J’étais à l’entrée de la mutuelle locale, pour aller voir mon ophtalmologue, quand j’ai surpris une conversation animée entre la secrétaire et le directeur de la clinique.
“Nous devons détruire Gaza”, disait-elle, “l’aplatir pour en faire un terrain de football parce qu’il n’y a pas une seule personne à Gaza qui ne soit pas impliquée dans ce qui nous a été fait. Ils peuvent partir s’ils le souhaitent, mais aucun pays arabe ne voudra d’eux, c’est certain ! Et tous les terroristes qui sont entrés en Israël pour massacrer et kidnapper des gens le 7 octobre et qui sont maintenant dans nos prisons devraient être empoisonnés. Au lieu de cela, nous leur permettons de respirer notre air et de manger notre nourriture. Je les empoisonnerais moi-même si je le pouvais !!”
Le directeur de la clinique acquiesça d’un signe de tête, ajoutant : “Et lors du cortège funèbre d’Ismaël Haniyah, nous aurions dû tuer tout le monde !”.
Je suis restée sans voix. J’étais écœurée et dégoûtée. Jamais, après plusieurs décennies de vie en Israël, je n’avais entendu une haine aussi profonde, exprimée si ouvertement. Une petite voix intérieure me disait : ‘Va simplement t’asseoir dans la salle d’attente, la vie est déjà assez dure comme ça, tu n’as pas besoin de te mêler de ça en plus.' »
J’ai fait trois pas vers la salle d’attente.
Puis, j’ai entendu une autre voix en moi : “Pourquoi fuis-tu ce feu émotionnel ? Tu sais comment y faire face. C’est le moment où tu peux faire la différence. Retourne lui parler !”
Je me suis arrêtée, j’ai fait demi-tour et j’ai marché vers le bureau derrière lequel elle était assise. Je l’ai regardée dans les yeux : “S’il vous plaît, pourriez-vous n’en dire plus sur ce que vous ressentez…”
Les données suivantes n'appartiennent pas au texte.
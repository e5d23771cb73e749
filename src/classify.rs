// 🏷️ Fee Classification - Rules as Data
// Encounter type → fee. Ordered list, first substring match wins.

use crate::error::ConfigError;
use rust_decimal::Decimal;
use serde::{Deserialize, Serialize};
use std::sync::OnceLock;

/// Standard schedule: (pattern, fee in cents). Order is precedence.
const STANDARD_FEES: [(&str, i64); 3] = [
    ("new consult", 8500),
    ("non cts", 6500),
    ("follow up", 6500),
];

// ============================================================================
// RULE DEFINITION
// ============================================================================

#[derive(Debug, Clone, PartialEq, Serialize, Deserialize)]
pub struct FeeRule {
    /// Lowercase substring looked for in the encounter type
    pub pattern: String,

    /// Fee for a matching visit
    pub amount: Decimal,
}

impl FeeRule {
    pub fn new(pattern: &str, amount: Decimal) -> Self {
        FeeRule {
            pattern: pattern.to_lowercase(),
            amount,
        }
    }

    /// `lowered` must already be lowercase.
    fn matches(&self, lowered: &str) -> bool {
        lowered.contains(&self.pattern)
    }
}

// ============================================================================
// FEE SCHEDULE
// ============================================================================

/// FeeSchedule - ordered fee rules
///
/// Unlike a priority-sorted rule engine, insertion order *is* the precedence,
/// so appending a rule never changes how existing encounter types resolve.
#[derive(Debug, Clone, PartialEq)]
pub struct FeeSchedule {
    rules: Vec<FeeRule>,
}

impl FeeSchedule {
    /// The schedule used when no `[[fees]]` table is configured.
    pub fn standard() -> Self {
        FeeSchedule {
            rules: STANDARD_FEES
                .iter()
                .map(|(pattern, cents)| FeeRule::new(pattern, Decimal::new(*cents, 2)))
                .collect(),
        }
    }

    /// Build a schedule, keeping the given order.
    ///
    /// Patterns are lowercased. Empty patterns (which match every encounter)
    /// and negative fees are refused.
    pub fn from_rules(rules: Vec<FeeRule>) -> Result<Self, ConfigError> {
        let mut checked = Vec::with_capacity(rules.len());

        for rule in rules {
            if rule.pattern.trim().is_empty() {
                return Err(ConfigError::InvalidFee {
                    pattern: rule.pattern,
                    reason: "pattern must not be empty".to_string(),
                });
            }
            if rule.amount.is_sign_negative() && !rule.amount.is_zero() {
                return Err(ConfigError::InvalidFee {
                    pattern: rule.pattern,
                    reason: format!("fee must not be negative (got {})", rule.amount),
                });
            }
            checked.push(FeeRule::new(&rule.pattern, rule.amount));
        }

        Ok(FeeSchedule { rules: checked })
    }

    /// Fee for an encounter type. Total: unmatched or empty input is 0.00.
    pub fn classify(&self, encounter_type: &str) -> Decimal {
        self.matching_rule(encounter_type)
            .map(|rule| rule.amount)
            .unwrap_or_else(|| Decimal::new(0, 2))
    }

    /// First rule whose pattern occurs in the encounter type.
    pub fn matching_rule(&self, encounter_type: &str) -> Option<&FeeRule> {
        let lowered = encounter_type.to_lowercase();
        self.rules.iter().find(|rule| rule.matches(&lowered))
    }

    pub fn rules(&self) -> &[FeeRule] {
        &self.rules
    }

    pub fn rule_count(&self) -> usize {
        self.rules.len()
    }
}

impl Default for FeeSchedule {
    fn default() -> Self {
        Self::standard()
    }
}

/// Classify against the standard schedule.
pub fn classify(encounter_type: &str) -> Decimal {
    static STANDARD: OnceLock<FeeSchedule> = OnceLock::new();
    STANDARD.get_or_init(FeeSchedule::standard).classify(encounter_type)
}

// ============================================================================
// TESTS
// ============================================================================
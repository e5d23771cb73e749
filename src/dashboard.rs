// 📊 Dashboard View Model
// One pure function from a fetched snapshot to everything a screen shows.
// The TUI, the text report and the HTTP API all render this.

use crate::classify::FeeSchedule;
use crate::normalize::{normalize, Normalization};
use crate::period::{
    aggregate, available_months, select_month, FeeRecord, MonthlyEarnings, PayPeriod,
    PayPeriodSummary, YearMonth,
};
use crate::record::{ColumnMap, RecordSnapshot, FEE_COLUMN};
use chrono::NaiveDate;
use rust_decimal::Decimal;
use serde::{Deserialize, Serialize};

// ============================================================================
// SETTINGS
// ============================================================================

/// Per-deployment knobs for `compute`.
#[derive(Debug, Clone, Default)]
pub struct DashboardSettings {
    pub columns: ColumnMap,
    pub fees: FeeSchedule,
}

// ============================================================================
// VIEW MODEL
// ============================================================================

#[derive(Debug, Clone, Copy, PartialEq, Eq, Serialize, Deserialize)]
#[serde(rename_all = "snake_case")]
pub enum DashboardStatus {
    /// A month is selected and summarised
    Ready,
    /// The source returned no rows at all
    NoData,
    /// Rows exist but none has both a name and a valid date
    NoValidDates,
}

impl DashboardStatus {
    pub fn message(&self) -> &str {
        match self {
            DashboardStatus::Ready => "",
            DashboardStatus::NoData => "No data found.",
            DashboardStatus::NoValidDates => "No valid dates found.",
        }
    }
}

#[derive(Debug, Clone, PartialEq, Eq, Serialize, Deserialize)]
pub struct MonthOption {
    /// "2024-01"
    pub key: String,
    /// "January 2024"
    pub label: String,
}

impl From<YearMonth> for MonthOption {
    fn from(month: YearMonth) -> Self {
        MonthOption {
            key: month.key(),
            label: month.label(),
        }
    }
}

/// A headline figure: "1st - 15th  $1,020.00  12 patients"
#[derive(Debug, Clone, PartialEq, Eq, Serialize, Deserialize)]
pub struct Metric {
    pub label: String,
    pub value: String,
    pub detail: String,
}

/// Rows of display strings under a header line.
#[derive(Debug, Clone, Default, PartialEq, Eq, Serialize, Deserialize)]
pub struct DisplayTable {
    pub columns: Vec<String>,
    pub rows: Vec<Vec<String>>,
}

impl DisplayTable {
    pub fn is_empty(&self) -> bool {
        self.rows.is_empty()
    }
}

#[derive(Debug, Clone, Serialize, Deserialize)]
pub struct DashboardView {
    pub status: DashboardStatus,

    /// Rows fetched from the source
    pub total_rows: usize,

    /// Rows dropped for a blank name
    pub skipped_blank: usize,

    pub rejected_count: usize,

    /// Rejected rows with every source column, for inspection
    pub rejected: DisplayTable,

    /// Most recent first
    pub available_months: Vec<MonthOption>,

    pub selected_month: Option<MonthOption>,

    /// Exact figures for the selected month
    pub earnings: Option<MonthlyEarnings>,

    /// First half, second half, month total
    pub metrics: Vec<Metric>,

    /// Visits of the selected month, newest first
    pub table: DisplayTable,
}

impl DashboardView {
    pub fn is_ready(&self) -> bool {
        self.status == DashboardStatus::Ready
    }

    /// Warning line for rejected rows, if any.
    pub fn rejection_warning(&self, date_column: &str) -> Option<String> {
        (self.rejected_count > 0).then(|| {
            format!(
                "Warning: {} patients have a missing or broken '{}'. They are hidden.",
                self.rejected_count, date_column
            )
        })
    }

    pub fn selected(&self) -> Option<YearMonth> {
        self.earnings.as_ref().map(|e| e.month)
    }

    /// Month before/after the selected one in the selector, wrapping.
    pub fn neighbour_month(&self, step: isize) -> Option<YearMonth> {
        let selected = self.selected_month.as_ref()?;
        let len = self.available_months.len() as isize;
        let idx = self
            .available_months
            .iter()
            .position(|m| m.key == selected.key)? as isize;
        let next = (idx + step).rem_euclid(len) as usize;
        self.available_months[next].key.parse().ok()
    }
}

// ============================================================================
// COMPUTE
// ============================================================================

/// Build the view for one render pass.
///
/// `requested` is honoured when that month has data; otherwise the month
/// containing `today` is shown if present, else the most recent month.
pub fn compute(
    snapshot: &RecordSnapshot,
    settings: &DashboardSettings,
    requested: Option<YearMonth>,
    today: NaiveDate,
) -> DashboardView {
    let normalization = normalize(&snapshot.records, &settings.columns);
    let months = available_months(&normalization.normalized);
    let rejected = rejected_table(snapshot, &normalization);

    let mut view = DashboardView {
        status: DashboardStatus::NoData,
        total_rows: snapshot.len(),
        skipped_blank: normalization.skipped_blank,
        rejected_count: normalization.rejected_count(),
        rejected,
        available_months: months.iter().copied().map(MonthOption::from).collect(),
        selected_month: None,
        earnings: None,
        metrics: Vec::new(),
        table: DisplayTable::default(),
    };

    if snapshot.is_empty() {
        return view;
    }

    let Some(month) = select_month(&months, requested, today) else {
        view.status = DashboardStatus::NoValidDates;
        return view;
    };

    let earnings = aggregate(&normalization.normalized, &settings.fees, month);

    view.status = DashboardStatus::Ready;
    view.selected_month = Some(month.into());
    view.metrics = metrics(&earnings);
    view.table = visit_table(snapshot, &settings.columns, &earnings.table_rows);
    view.earnings = Some(earnings);
    view
}

fn metrics(earnings: &MonthlyEarnings) -> Vec<Metric> {
    let period = |period: PayPeriod| {
        let summary = earnings.summary(period);
        Metric {
            label: period.label().to_string(),
            value: money(summary.fee_total),
            detail: patients(summary),
        }
    };

    vec![
        period(PayPeriod::FirstHalf),
        period(PayPeriod::SecondHalf),
        Metric {
            label: "Month Total".to_string(),
            value: money(earnings.month_total.fee_total),
            detail: "Gross Income".to_string(),
        },
    ]
}

fn patients(summary: &PayPeriodSummary) -> String {
    format!("{} patients", summary.visit_count)
}

// ============================================================================
// TABLES
// ============================================================================

#[derive(Debug, Clone, Copy, PartialEq, Eq)]
enum DisplayColumn {
    Date,
    Name,
    EncounterType,
    Fee,
    Finalized,
}

const DISPLAY_ORDER: [DisplayColumn; 5] = [
    DisplayColumn::Date,
    DisplayColumn::Name,
    DisplayColumn::EncounterType,
    DisplayColumn::Fee,
    DisplayColumn::Finalized,
];

impl DisplayColumn {
    fn header<'a>(&self, columns: &'a ColumnMap) -> &'a str {
        match self {
            DisplayColumn::Date => &columns.date,
            DisplayColumn::Name => &columns.name,
            DisplayColumn::EncounterType => &columns.encounter_type,
            DisplayColumn::Fee => FEE_COLUMN,
            DisplayColumn::Finalized => &columns.finalized,
        }
    }

    fn cell(&self, record: &FeeRecord) -> String {
        match self {
            DisplayColumn::Date => record.visit.date_text.clone(),
            DisplayColumn::Name => record.visit.name.clone(),
            DisplayColumn::EncounterType => record.visit.encounter_type.clone(),
            DisplayColumn::Fee => money(record.fee),
            DisplayColumn::Finalized => record.visit.finalized_flag.clone(),
        }
    }
}

/// Fixed display columns, skipping source columns the sheet doesn't have.
fn visit_table(snapshot: &RecordSnapshot, columns: &ColumnMap, rows: &[FeeRecord]) -> DisplayTable {
    let shown: Vec<DisplayColumn> = DISPLAY_ORDER
        .iter()
        .copied()
        .filter(|c| *c == DisplayColumn::Fee || snapshot.has_column(c.header(columns)))
        .collect();

    DisplayTable {
        columns: shown.iter().map(|c| c.header(columns).to_string()).collect(),
        rows: rows
            .iter()
            .map(|r| shown.iter().map(|c| c.cell(r)).collect())
            .collect(),
    }
}

fn rejected_table(snapshot: &RecordSnapshot, normalization: &Normalization) -> DisplayTable {
    DisplayTable {
        columns: snapshot.headers.clone(),
        rows: normalization
            .rejected
            .iter()
            .map(|r| {
                r.values_in(&snapshot.headers)
                    .into_iter()
                    .map(str::to_string)
                    .collect()
            })
            .collect(),
    }
}

// ============================================================================
// FORMATTING
// ============================================================================

/// "$1,234.50" - rounds to cents, for display only.
pub fn money(amount: Decimal) -> String {
    let rounded = amount.round_dp(2);
    let text = format!("{:.2}", rounded.abs());
    let (int_part, frac_part) = text.split_once('.').unwrap_or((text.as_str(), "00"));

    let mut grouped = String::with_capacity(int_part.len() + int_part.len() / 3);
    for (i, ch) in int_part.chars().enumerate() {
        if i > 0 && (int_part.len() - i) % 3 == 0 {
            grouped.push(',');
        }
        grouped.push(ch);
    }

    let sign = if rounded.is_sign_negative() && !rounded.is_zero() {
        "-"
    } else {
        ""
    };
    format!("{}${}.{}", sign, grouped, frac_part)
}

// ============================================================================
// TESTS
// ============================================================================

#[cfg(test)]
mod tests {
    use super::*;
    use crate::record::RawRecord;

    fn snapshot(rows: &[(&str, &str, &str)]) -> RecordSnapshot {
        let headers = vec![
            "Date seen".to_string(),
            "name".to_string(),
            "Type of encounter".to_string(),
            "finalized report ?".to_string(),
        ];
        let records = rows
            .iter()
            .enumerate()
            .map(|(i, (name, kind, date))| {
                RawRecord::new(i + 1)
                    .with("name", name)
                    .with("Type of encounter", kind)
                    .with("Date seen", date)
                    .with("finalized report ?", "yes")
            })
            .collect();
        RecordSnapshot::new(headers, records)
    }

    fn day(y: i32, m: u32, d: u32) -> NaiveDate {
        NaiveDate::from_ymd_opt(y, m, d).unwrap()
    }

    #[test]
    fn test_money_formatting() {
        assert_eq!(money(Decimal::ZERO), "$0.00");
        assert_eq!(money(Decimal::new(8500, 2)), "$85.00");
        assert_eq!(money(Decimal::new(123456789, 2)), "$1,234,567.89");
        assert_eq!(money(Decimal::new(100000, 0)), "$100,000.00");
        assert_eq!(money(Decimal::new(10005, 3)), "$10.00");
        assert_eq!(money(Decimal::new(-150000, 2)), "-$1,500.00");
    }

    #[test]
    fn test_three_row_scenario() {
        let snap = snapshot(&[
            ("A", "New Consult Initial", "03/01/2024"),
            ("B", "Follow Up visit", "20/01/2024"),
            ("", "x", "01/01/2024"),
        ]);

        let view = compute(
            &snap,
            &DashboardSettings::default(),
            YearMonth::new(2024, 1),
            day(2026, 1, 1),
        );
        let earnings = view.earnings.as_ref().unwrap();

        assert!(view.is_ready());
        assert_eq!(earnings.first_half.visit_count, 1);
        assert_eq!(earnings.first_half.fee_total, Decimal::new(8500, 2));
        assert_eq!(earnings.second_half.visit_count, 1);
        assert_eq!(earnings.second_half.fee_total, Decimal::new(6500, 2));
        assert_eq!(earnings.month_total.visit_count, 2);
        assert_eq!(earnings.month_total.fee_total, Decimal::new(15000, 2));
        assert_eq!(view.skipped_blank, 1);
        assert_eq!(view.rejected_count, 0);

        assert_eq!(view.metrics[0].value, "$85.00");
        assert_eq!(view.metrics[0].detail, "1 patients");
        assert_eq!(view.metrics[2].value, "$150.00");
        assert_eq!(view.metrics[2].detail, "Gross Income");
    }

    #[test]
    fn test_table_columns_and_order() {
        let snap = snapshot(&[
            ("A", "New Consult Initial", "03/01/2024"),
            ("B", "Follow Up visit", "20/01/2024"),
        ]);

        let view = compute(&snap, &DashboardSettings::default(), None, day(2024, 1, 25));

        assert_eq!(
            view.table.columns,
            vec!["Date seen", "name", "Type of encounter", "Fee", "finalized report ?"]
        );
        assert_eq!(view.table.rows[0], vec!["20/01/2024", "B", "Follow Up visit", "$65.00", "yes"]);
        assert_eq!(view.table.rows[1][1], "A");
    }

    #[test]
    fn test_absent_columns_are_omitted() {
        let records = vec![RawRecord::new(1)
            .with("name", "A")
            .with("Date seen", "03/01/2024")];
        let snap = RecordSnapshot::new(vec!["name".to_string(), "Date seen".to_string()], records);

        let view = compute(&snap, &DashboardSettings::default(), None, day(2024, 1, 5));

        assert_eq!(view.table.columns, vec!["Date seen", "name", "Fee"]);
        assert_eq!(view.table.rows[0], vec!["03/01/2024", "A", "$0.00"]);
    }

    #[test]
    fn test_rejected_rows_surface() {
        let snap = snapshot(&[
            ("A", "Follow up", "03/01/2024"),
            ("B", "Follow up", "31/02/2024"),
        ]);

        let view = compute(&snap, &DashboardSettings::default(), None, day(2024, 1, 5));

        assert_eq!(view.rejected_count, 1);
        assert_eq!(view.rejected.columns, snap.headers);
        assert_eq!(view.rejected.rows[0][0], "31/02/2024");
        assert_eq!(view.rejected.rows[0][1], "B");
        assert!(view
            .rejection_warning("Date seen")
            .unwrap()
            .starts_with("Warning: 1 patients"));
        assert_eq!(view.earnings.unwrap().month_total.visit_count, 1);
    }

    #[test]
    fn test_empty_states() {
        let settings = DashboardSettings::default();

        let empty = compute(&RecordSnapshot::default(), &settings, None, day(2024, 1, 1));
        assert_eq!(empty.status, DashboardStatus::NoData);
        assert_eq!(empty.status.message(), "No data found.");

        let undated = compute(&snapshot(&[("A", "x", "soon")]), &settings, None, day(2024, 1, 1));
        assert_eq!(undated.status, DashboardStatus::NoValidDates);
        assert_eq!(undated.rejected_count, 1);
        assert!(undated.earnings.is_none());
        assert!(undated.table.is_empty());
    }

    #[test]
    fn test_month_selector() {
        let snap = snapshot(&[
            ("A", "Follow up", "10/12/2024"),
            ("B", "Follow up", "10/01/2025"),
        ]);

        let view = compute(&snap, &DashboardSettings::default(), None, day(2026, 10, 16));

        let labels: Vec<&str> = view.available_months.iter().map(|m| m.label.as_str()).collect();
        assert_eq!(labels, vec!["January 2025", "December 2024"]);
        assert_eq!(view.selected_month.as_ref().unwrap().key, "2025-01");
        assert_eq!(view.neighbour_month(1), YearMonth::new(2024, 12));
        assert_eq!(view.neighbour_month(-1), YearMonth::new(2024, 12));

        let current = compute(&snap, &DashboardSettings::default(), None, day(2024, 12, 24));
        assert_eq!(current.selected(), YearMonth::new(2024, 12));
    }
}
Je n’étais pas préparé au déluge de mots qui s’est abattu sur moi :
— “Je vis tout près de la frontière avec le Liban où, depuis plus de dix mois, il y a des bombardements presque quotidiens et j’ai deux jeunes filles qui ne sont plus elles-mêmes depuis que la guerre a éclaté. Ma fille de sept ans a commencé à mouiller son lit juste après le 7 octobre. Je les ai emmenées toutes les deux en thérapie, mais elles sont toujours aussi anxieuses. Ma meilleure amie a été assassinée lors du festival Nova et d’autres amis ont été tués ou blessés en combattant pendant la guerre. J’ai tellement peur que j’ai demandé à mon frère qui est médecin de me donner du poison pour mes filles et moi afin que je puisse le prendre et le leur donner au cas où des terroristes libanais essaieraient de nous kidnapper. Il est hors de question que mes filles deviennent des otages…”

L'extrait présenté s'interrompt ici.